I don’t know how my father reacts to this. I cannot see his face. But I know my father’s will is set.
Father sold off the clock, but we all know midnight approaches.
“Please, Jonathan. Do not tarnish your soul with this sin.”
“If what you say is true, you have nothing to fear.”
The Preacher begins to cry again. “You’re right in what you say. My heart is feeble also. We will see. We will see.”
The time draws nearer. We all know it.
“Whatever happens, Jonathan, remember that I have children of my own.”
“Stand by your word, Preacher, and you have nothing to fear.”
“It was only my job. It was my job.”
Somewhere, I do not know where, Mama is watching the sky. Sister and brother are watching with her. And they are happy together.
“I have money, Jonathan. Enough for both of us. My parishioners are generous.”
“Expect you better be quiet now,” my Father says.
Somewhere, they are counting down. 3…2…1…
The eastern sky is lit by cascades of blue and red and green from the town just beyond the tree line. It is not the light of Heaven. They sound a faint call, like gunshots, and I wait for a call to answer them from within our parlor, explosive and final and just.
“Just do it, Jonathan. Just kill me.”
Outside and not too far away, the fireworks continue to crackle. It is the only sound worth hearing.
“What do we do, Preacher?” my Father asks. “What do we now?”
“I don’t know. I don’t know any better than you.”
The gun rack was once too high for me, but that ain’t the case anymore. I reach above the door, the way my father used to do for me when we’d go out shooting. It’s loaded. It’s always loaded. Preacher is crying again, and Father is working at the knot around his hands. I stand in the parlor’s door frame. I aim quick, and I aim true.
Father looks over just before. “No,” he says.
I don’t even hear the bang, but it leaves a high pitched voice in my ears, like an angel child holding a single note. Preacher stiffens as the bullet travels through one side of his head and out the other, taking the side of his skull and some of his soul with it, I suspect. He topples to the ground, still tied to the chair.
Preacher’s blood spreads across the floor, and Father just sits there watching it. He is silent. Or I think he is, I can’t tell for a time. After a bit, the angel stops singing, and Father says, “It’s a sin what you done.”

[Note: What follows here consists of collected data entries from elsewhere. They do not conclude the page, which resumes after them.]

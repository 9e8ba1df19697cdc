//! The closed set of PLY scalar types.
//!
//! PLY knows exactly eight scalar types: three signed and three unsigned
//! integers and two floating point types. Each has a fixed byte stride and two
//! names: the canonical one (`int32`) and the legacy one (`int`) used by the
//! original PLY description and by most files in the wild. Both are accepted
//! when parsing, the legacy name is written.

use std::{
    fmt,
    io,
    str::FromStr,
};

use byteorder::{ByteOrder, NativeEndian};

use crate::parse;


// ===========================================================================
// ===== `ScalarType`
// ===========================================================================

#[derive(Debug, Clone, Copy, PartialEq, Eq, Hash, PartialOrd, Ord)]
pub enum ScalarType {
    Int8,
    Uint8,
    Int16,
    Uint16,
    Int32,
    Uint32,
    Float32,
    Float64,
}

impl ScalarType {
    pub const ALL: [ScalarType; 8] = [
        ScalarType::Int8,
        ScalarType::Uint8,
        ScalarType::Int16,
        ScalarType::Uint16,
        ScalarType::Int32,
        ScalarType::Uint32,
        ScalarType::Float32,
        ScalarType::Float64,
    ];

    /// Returns the number of bytes one value of this type occupies.
    pub fn stride(self) -> usize {
        match self {
            ScalarType::Int8 | ScalarType::Uint8 => 1,
            ScalarType::Int16 | ScalarType::Uint16 => 2,
            ScalarType::Int32 | ScalarType::Uint32 | ScalarType::Float32 => 4,
            ScalarType::Float64 => 8,
        }
    }

    /// Returns the canonical type name, e.g. `uint8` or `float32`.
    pub fn canonical_name(self) -> &'static str {
        match self {
            ScalarType::Int8 => "int8",
            ScalarType::Uint8 => "uint8",
            ScalarType::Int16 => "int16",
            ScalarType::Uint16 => "uint16",
            ScalarType::Int32 => "int32",
            ScalarType::Uint32 => "uint32",
            ScalarType::Float32 => "float32",
            ScalarType::Float64 => "float64",
        }
    }

    /// Returns the legacy type name, e.g. `uchar` or `float`. This is the name
    /// used when writing headers.
    pub fn legacy_name(self) -> &'static str {
        match self {
            ScalarType::Int8 => "char",
            ScalarType::Uint8 => "uchar",
            ScalarType::Int16 => "short",
            ScalarType::Uint16 => "ushort",
            ScalarType::Int32 => "int",
            ScalarType::Uint32 => "uint",
            ScalarType::Float32 => "float",
            ScalarType::Float64 => "double",
        }
    }

    /// Looks up a type by its canonical or legacy name.
    pub fn from_name(name: &str) -> Option<Self> {
        Self::ALL.iter()
            .copied()
            .find(|ty| ty.canonical_name() == name || ty.legacy_name() == name)
    }

    /// Returns `true` if and only if the type is either `float32` or
    /// `float64`.
    pub fn is_floating_point(self) -> bool {
        self == ScalarType::Float32 || self == ScalarType::Float64
    }

    /// Returns `true` if and only if the type is one of the six integer types.
    pub fn is_integer(self) -> bool {
        !self.is_floating_point()
    }

    /// The largest list length that can be stored in a count field of this
    /// type. `None` for floating point types, which cannot store lengths.
    pub fn max_list_len(self) -> Option<u64> {
        match self {
            ScalarType::Int8 => Some(i8::max_value() as u64),
            ScalarType::Uint8 => Some(u8::max_value() as u64),
            ScalarType::Int16 => Some(i16::max_value() as u64),
            ScalarType::Uint16 => Some(u16::max_value() as u64),
            ScalarType::Int32 => Some(i32::max_value() as u64),
            ScalarType::Uint32 => Some(u32::max_value() as u64),
            ScalarType::Float32 | ScalarType::Float64 => None,
        }
    }

    /// Interprets `src` (exactly `self.stride()` bytes, byte order `B`) as a
    /// list length. Returns `None` for negative values and floating point
    /// types.
    pub(crate) fn decode_len<B: ByteOrder>(self, src: &[u8]) -> Option<u64> {
        let v = match self {
            ScalarType::Int8 => src[0] as i8 as i64,
            ScalarType::Uint8 => src[0] as i64,
            ScalarType::Int16 => B::read_i16(src) as i64,
            ScalarType::Uint16 => B::read_u16(src) as i64,
            ScalarType::Int32 => B::read_i32(src) as i64,
            ScalarType::Uint32 => B::read_u32(src) as i64,
            ScalarType::Float32 | ScalarType::Float64 => return None,
        };

        if v < 0 {
            None
        } else {
            Some(v as u64)
        }
    }

    /// Writes the list length `len` as native endian value of this type into
    /// `dst`. The caller has to make sure `len <= self.max_list_len()`.
    pub(crate) fn encode_len(self, len: usize, dst: &mut [u8]) {
        debug_assert!(self.max_list_len().map_or(false, |max| len as u64 <= max));

        match self {
            ScalarType::Int8 | ScalarType::Uint8 => dst[0] = len as u8,
            ScalarType::Int16 | ScalarType::Uint16 => NativeEndian::write_u16(dst, len as u16),
            ScalarType::Int32 | ScalarType::Uint32 => NativeEndian::write_u32(dst, len as u32),
            ScalarType::Float32 | ScalarType::Float64 => {}
        }
    }

    /// Parses the ASCII literal `token` as value of this type and stores it
    /// native endian in `dst` (exactly `self.stride()` bytes).
    pub(crate) fn read_ascii(
        self,
        token: &str,
        dst: &mut [u8],
        offset: u64,
    ) -> Result<(), parse::Error> {
        fn parse_into<T: PlyScalar + FromStr>(
            token: &str,
            dst: &mut [u8],
            offset: u64,
        ) -> Result<(), parse::Error> {
            let v = token.parse::<T>().map_err(|_| parse::Error::InvalidLiteral {
                ty: T::TY,
                literal: token.to_string(),
                offset,
            })?;
            v.write_ne(dst);
            Ok(())
        }

        match self {
            ScalarType::Int8 => parse_into::<i8>(token, dst, offset),
            ScalarType::Uint8 => parse_into::<u8>(token, dst, offset),
            ScalarType::Int16 => parse_into::<i16>(token, dst, offset),
            ScalarType::Uint16 => parse_into::<u16>(token, dst, offset),
            ScalarType::Int32 => parse_into::<i32>(token, dst, offset),
            ScalarType::Uint32 => parse_into::<u32>(token, dst, offset),
            ScalarType::Float32 => parse_into::<f32>(token, dst, offset),
            ScalarType::Float64 => parse_into::<f64>(token, dst, offset),
        }
    }

    /// Writes the native endian value in `src` (exactly `self.stride()` bytes)
    /// as ASCII literal. We simply use the `Display` impl of the Rust types.
    pub(crate) fn write_ascii(self, src: &[u8], w: &mut impl io::Write) -> io::Result<()> {
        match self {
            ScalarType::Int8 => write!(w, "{}", i8::read_ne(src)),
            ScalarType::Uint8 => write!(w, "{}", u8::read_ne(src)),
            ScalarType::Int16 => write!(w, "{}", i16::read_ne(src)),
            ScalarType::Uint16 => write!(w, "{}", u16::read_ne(src)),
            ScalarType::Int32 => write!(w, "{}", i32::read_ne(src)),
            ScalarType::Uint32 => write!(w, "{}", u32::read_ne(src)),
            ScalarType::Float32 => write!(w, "{}", f32::read_ne(src)),
            ScalarType::Float64 => write!(w, "{}", f64::read_ne(src)),
        }
    }
}

impl fmt::Display for ScalarType {
    fn fmt(&self, f: &mut fmt::Formatter) -> fmt::Result {
        self.legacy_name().fmt(f)
    }
}

impl fmt::Display for ScalarTypeParseError {
    fn fmt(&self, f: &mut fmt::Formatter) -> fmt::Result {
        write!(f, "\"{}\" is not a valid PLY scalar type", self.0)
    }
}

impl fmt::Debug for ScalarTypeParseError {
    fn fmt(&self, f: &mut fmt::Formatter) -> fmt::Result {
        fmt::Display::fmt(self, f)
    }
}

/// The error emitted when the `FromStr` implementation for `ScalarType` cannot
/// parse the given string.
#[derive(Clone, PartialEq, Eq)]
pub struct ScalarTypeParseError(String);

impl FromStr for ScalarType {
    type Err = ScalarTypeParseError;
    fn from_str(s: &str) -> Result<Self, Self::Err> {
        Self::from_name(s).ok_or_else(|| ScalarTypeParseError(s.to_string()))
    }
}


// ===========================================================================
// ===== Endian utilities
// ===========================================================================

/// Reverses the byte order of every value in `bytes`, which is interpreted as
/// densely packed values of type `ty`. Single byte types are left untouched.
/// A trailing chunk shorter than the stride is ignored.
pub fn endian_reverse(ty: ScalarType, bytes: &mut [u8]) {
    let stride = ty.stride();
    if stride == 1 {
        return;
    }

    for value in bytes.chunks_exact_mut(stride) {
        value.reverse();
    }
}


// ===========================================================================
// ===== `PlyScalar`
// ===========================================================================

mod internal {
    pub trait DoNotImplement {}
}

/// Abstracts over the eight Rust types that correspond to a [`ScalarType`].
///
/// This is a closed set of types: the trait has a crate-private supertrait, so
/// you can't implement it for your own types.
pub trait PlyScalar: Copy + fmt::Debug + fmt::Display + internal::DoNotImplement {
    /// The PLY type represented by `Self`.
    const TY: ScalarType;

    /// Reads one native endian value from the start of `src`.
    fn read_ne(src: &[u8]) -> Self;

    /// Writes `self` native endian into the start of `dst`.
    fn write_ne(self, dst: &mut [u8]);
}

macro_rules! impl_ply_scalar {
    ($ty:ident, $variant:ident, $read:ident, $write:ident) => {
        impl internal::DoNotImplement for $ty {}
        impl PlyScalar for $ty {
            const TY: ScalarType = ScalarType::$variant;

            fn read_ne(src: &[u8]) -> Self {
                NativeEndian::$read(src)
            }
            fn write_ne(self, dst: &mut [u8]) {
                NativeEndian::$write(dst, self)
            }
        }
    };
}

impl internal::DoNotImplement for i8 {}
impl PlyScalar for i8 {
    const TY: ScalarType = ScalarType::Int8;

    fn read_ne(src: &[u8]) -> Self {
        src[0] as i8
    }
    fn write_ne(self, dst: &mut [u8]) {
        dst[0] = self as u8;
    }
}

impl internal::DoNotImplement for u8 {}
impl PlyScalar for u8 {
    const TY: ScalarType = ScalarType::Uint8;

    fn read_ne(src: &[u8]) -> Self {
        src[0]
    }
    fn write_ne(self, dst: &mut [u8]) {
        dst[0] = self;
    }
}

impl_ply_scalar!(i16, Int16, read_i16, write_i16);
impl_ply_scalar!(u16, Uint16, read_u16, write_u16);
impl_ply_scalar!(i32, Int32, read_i32, write_i32);
impl_ply_scalar!(u32, Uint32, read_u32, write_u32);
impl_ply_scalar!(f32, Float32, read_f32, write_f32);
impl_ply_scalar!(f64, Float64, read_f64, write_f64);

/// Reinterprets a slice of PLY scalars as its underlying bytes.
pub(crate) fn as_byte_slice<P: PlyScalar>(input: &[P]) -> &[u8] {
    // All types implementing `PlyScalar` are primitive numbers without padding
    // or invalid bit patterns, and `u8` has an alignment of 1.
    unsafe {
        let len = input.len() * std::mem::size_of::<P>();
        std::slice::from_raw_parts(input.as_ptr() as *const u8, len)
    }
}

I think on that for a moment. “You brung me here,” I say.
Outside, the fireworks are still going. They do it big in town.
Father looks at the gun in his hands. “I can still fix this here. They’d think I was the one who shot him. They’d all know why.”
“Reckon that’s true,” I say. “If you can follow through this time.”
“Your mama always said I was a willful man,” he says. He’s still staring at his father’s gun.
“I thought so too,” I say. “I’m going outside to watch the fireworks, Father.”
My father looks up at me and smiles. “Alright, son.”
We live far enough out that you can still see the stars, pale blue tonight. Not falling from the sky or anything. I watch the fireworks and wonder if Mama and Tom and Sarah are watching the same ones. They’ll come back home now, I wager. Fireworks been going for a good fifteen minutes. They go off so loud, that I can hardly hear anything else. Going off so close, you might think the bang’s coming from just inside my father’s house.